Twentieth Century Fox
“No, Helene and Andre believed in the sacredness of life. They wouldn’t harm anything…not even a fly.”
Scientist Andre Delambre becomes obsessed with his latest creation, a matter transporter. He has varying degrees of success with it. He eventually decides to use a human subject, himself, with tragic consequences. During the transference, his atoms become merged with a fly, which was accidentally let into the machine. He winds up with the fly’s head and one of its arms and the fly winds up with Andre’s head and arm. Eventually, Andre’s wife Helene discovers his secret, and she must make a decision whether to let him continue to live like that or to do the unthinkable and euthanize him to end his suffering.
The Fly is one of those 20th Century science fiction classics that seems to remain in the public conscience as one of the more popular of the genre. Myself, I’m of the generation that was introduced to The Fly by way of David Cronenberg’s 1986 remake, and getting around to watching the 1959 original was delayed due more to my sense of, “Eh, that’s old, so it can’t be any good than this one here” than being able to find it to watch. Even as I got older and developed a way better appreciation for the classics of the genres I love so very much, it took maybe longer than it should have before I finally forced myself to sit down and watch this iteration of The Fly. And let me tell you, I’m glad I did that.

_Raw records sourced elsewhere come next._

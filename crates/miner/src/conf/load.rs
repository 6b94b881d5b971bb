//! Load — config loading from file and environment variables.

use std::path::Path;

use crate::error::{MinerError, Result};
use super::model::MinerConfig;

impl MinerConfig {
    /// Load configuration from file or defaults.
    /// Priority: Environment Variables > Config File > Defaults
    pub fn load() -> Result<Self> {
        let config_path = std::env::var("MINER_CONFIG_FILE")
            .unwrap_or_else(|_| "miner.toml".to_string());

        let mut config = if Path::new(&config_path).exists() {
            tracing::info!("Loading configuration from: {}", config_path);
            Self::from_file(&config_path)?
        } else {
            tracing::info!("Config file not found at {}, using defaults", config_path);
            Self::default()
        };

        config.apply_env();
        config.validate().map_err(MinerError::Config)?;
        Ok(config)
    }

    /// Load configuration from TOML file
    pub fn from_file(path: impl AsRef<Path>) -> Result<Self> {
        let contents = std::fs::read_to_string(path)?;
        Self::from_toml(&contents)
    }

    pub fn from_toml(contents: &str) -> Result<Self> {
        toml::from_str(contents).map_err(|e| MinerError::Config(e.to_string()))
    }

    /// Environment variables override file config for these settings
    pub fn apply_env(&mut self) {
        if let Ok(sym) = std::env::var("MINER_VARIABLE_SYMBOL") {
            self.variable_symbol = sym;
        }
        if let Ok(model) = std::env::var("MINER_CRF_MODEL") {
            self.crf.model_filename = model;
        }
        if let Ok(def_path) = std::env::var("MINER_IMPORT_DEF_PATH") {
            self.import.def_path = def_path;
        }
        if let Some(epochs) = std::env::var("MINER_CRF_EPOCHS")
            .ok()
            .and_then(|s| s.parse().ok())
        {
            self.crf.epochs = epochs;
        }
    }
}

Based on a 1957 short story, and told mainly in flashback, we find a scientist working on a kind of matter transporter device for the benefit of humanity or some crap like that. After success with inanimate object, he then tests a cat, which doesn’t end very well, and then decides the next step would be to test on a human subject, because what does logic have to do with science? He’s then suddenly reclusive, having not come up from the lab for a few days, and when his wife shows up to investigate why, she’s in for the shock of her life. Usually, one would insert an exclamation point at the end of that last sentence, but I’m not a fan of those, so feel free to mentally insert one in there yourself as you read it over. There. Moving on, it seems that, when the mad doctor (because at this point, you’ve got to go ahead and accept the title) tested the teleporter himself, seems there was a house fly that decided to come along for the ride, and now he has the head and one of his hands of a fly, and that fly that came with him has the doctor’s head. Again, go ahead and juxtapose an exclamation point at the end of that one, as well.
Overall, I found this version of The Fly to be rather enjoyable. The acting was decent, something of a bit more serious than your standard B-Movie level of acting. Vincent Price is always enjoyable, and here as the brother to the scientist. This is more like a really good episode of The Twilight Zone made on a better budget at the time, rather than your shock-o-ramma sci-fi schlock. The spider-web scene is one of those highly iconic scenes that have been referenced and parodied to good effect over the years (my favorite being in one of the Tree House Of Horror episodes of The Simpsons back in the day), and is known about even if you haven’t ever seen the entire movie, like I did. And now that I have watched the movie, I can cross it off my list of WATCH THIS NOW BEFORE YOU DIE movies, and urge you all to check it out yourselves if you haven’t already.